Emily acordou cedo, sentou na cama e em seguida se espreguiçou, o sol raiava aos poucos, devagar tomando espaço no céu. Se levantou e foi até o banheiro, fez a higiene matinal e caminhou para a cozinha. Colocou a cafeteira em modo automático enquanto ia pegar o jornal. Ao abrir a porta teve uma grande surpresa, George estava parado a esperando.

— Bom dia. — ela disse feliz.

— Bom dia Emily. Trouxe o seu café. — ele segurava uma bandeja de café da manhã.

— Entre! — deu passagem para ele. — Não precisava.

— Lógico que precisava. Estou de partida o que a faria se lembrar de mim, senão o café da manhã? — sorriu, aquele sorriso galanteador.

— Obrigada. — sussurrou. Foi até a bandeja e olhou tudo perfeitamente planejado. — Como sabia que eu era vegana?

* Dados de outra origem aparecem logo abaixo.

use std::env;
use std::str::FromStr;
use std::time::Duration;

use crate::ingest::EngineOptions;

#[derive(Debug, Clone)]
pub struct Config {
    pub bitcoin_rpc_url: String,
    pub bitcoin_rpc_user: Option<String>,
    pub bitcoin_rpc_password: Option<String>,
    pub database_url: String,
    pub http_bind_addr: String,
    pub max_blocks_in_storage: u64,
    pub starting_block_hash: Option<String>,
    pub sync_interval: Duration,
    pub aggregator_workers: usize,
    pub queue_visibility_timeout: Duration,
}

#[derive(thiserror::Error, Debug)]
pub enum ConfigError {
    #[error("missing BITCOIN_RPC_URL env var")]
    MissingBitcoinRpcUrl,
    #[error("invalid value {value:?} for {var}")]
    Invalid { var: &'static str, value: String },
}

impl Config {
    pub fn from_env() -> Result<Self, ConfigError> {
        Self::from_lookup(|key| env::var(key).ok())
    }

    fn from_lookup(lookup: impl Fn(&str) -> Option<String>) -> Result<Self, ConfigError> {
        let non_empty = |key: &str| lookup(key).filter(|v| !v.trim().is_empty());

        let bitcoin_rpc_url =
            non_empty("BITCOIN_RPC_URL").ok_or(ConfigError::MissingBitcoinRpcUrl)?;
        let database_url =
            non_empty("DATABASE_URL").unwrap_or_else(|| "sqlite://data/chain.db".to_string());
        let http_bind_addr =
            non_empty("HTTP_BIND").unwrap_or_else(|| "127.0.0.1:8080".to_string());

        let aggregator_workers: usize =
            parse_or("AGGREGATOR_WORKERS", non_empty("AGGREGATOR_WORKERS"), 1)?;

        Ok(Self {
            bitcoin_rpc_url,
            bitcoin_rpc_user: non_empty("BITCOIN_RPC_USER"),
            bitcoin_rpc_password: non_empty("BITCOIN_RPC_PASSWORD"),
            database_url,
            http_bind_addr,
            max_blocks_in_storage: parse_or(
                "MAX_BLOCKS_IN_STORAGE",
                non_empty("MAX_BLOCKS_IN_STORAGE"),
                10,
            )?,
            starting_block_hash: non_empty("STARTING_BLOCK_HASH").map(|h| h.trim().to_string()),
            sync_interval: Duration::from_secs(parse_or(
                "SYNC_INTERVAL_SECS",
                non_empty("SYNC_INTERVAL_SECS"),
                30,
            )?),
            aggregator_workers: aggregator_workers.max(1),
            queue_visibility_timeout: Duration::from_secs(parse_or(
                "QUEUE_VISIBILITY_SECS",
                non_empty("QUEUE_VISIBILITY_SECS"),
                60,
            )?),
        })
    }

    pub fn engine_options(&self) -> EngineOptions {
        EngineOptions {
            max_blocks_in_storage: self.max_blocks_in_storage,
            starting_block_hash: self.starting_block_hash.clone(),
        }
    }
}

fn parse_or<T: FromStr>(
    var: &'static str,
    raw: Option<String>,
    default: T,
) -> Result<T, ConfigError> {
    match raw {
        Some(value) => value
            .trim()
            .parse()
            .map_err(|_| ConfigError::Invalid { var, value }),
        None => Ok(default),
    }
}
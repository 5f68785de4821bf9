pub mod api;
pub mod config;
pub mod error;
pub mod ingest;
pub mod ingest_stats;
pub mod models;
pub mod node;
pub mod queue;
pub mod stats;
pub mod storage;
pub mod worker;

pub use error::{Error, MalformedDataError, Result};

— Reparei na grife do seu vestido. Uma grife vegan. Como os preços das roupas de fibras naturais são bem elevados supus que defendia uma causa. — encostou-se na bancada da cozinha.

— Sente-se, me acompanhe no café.

— Não posso, eu realmente preciso ir. Mas antes queria te dar mais uma coisa. — se aproximou dela e segurou sua mão.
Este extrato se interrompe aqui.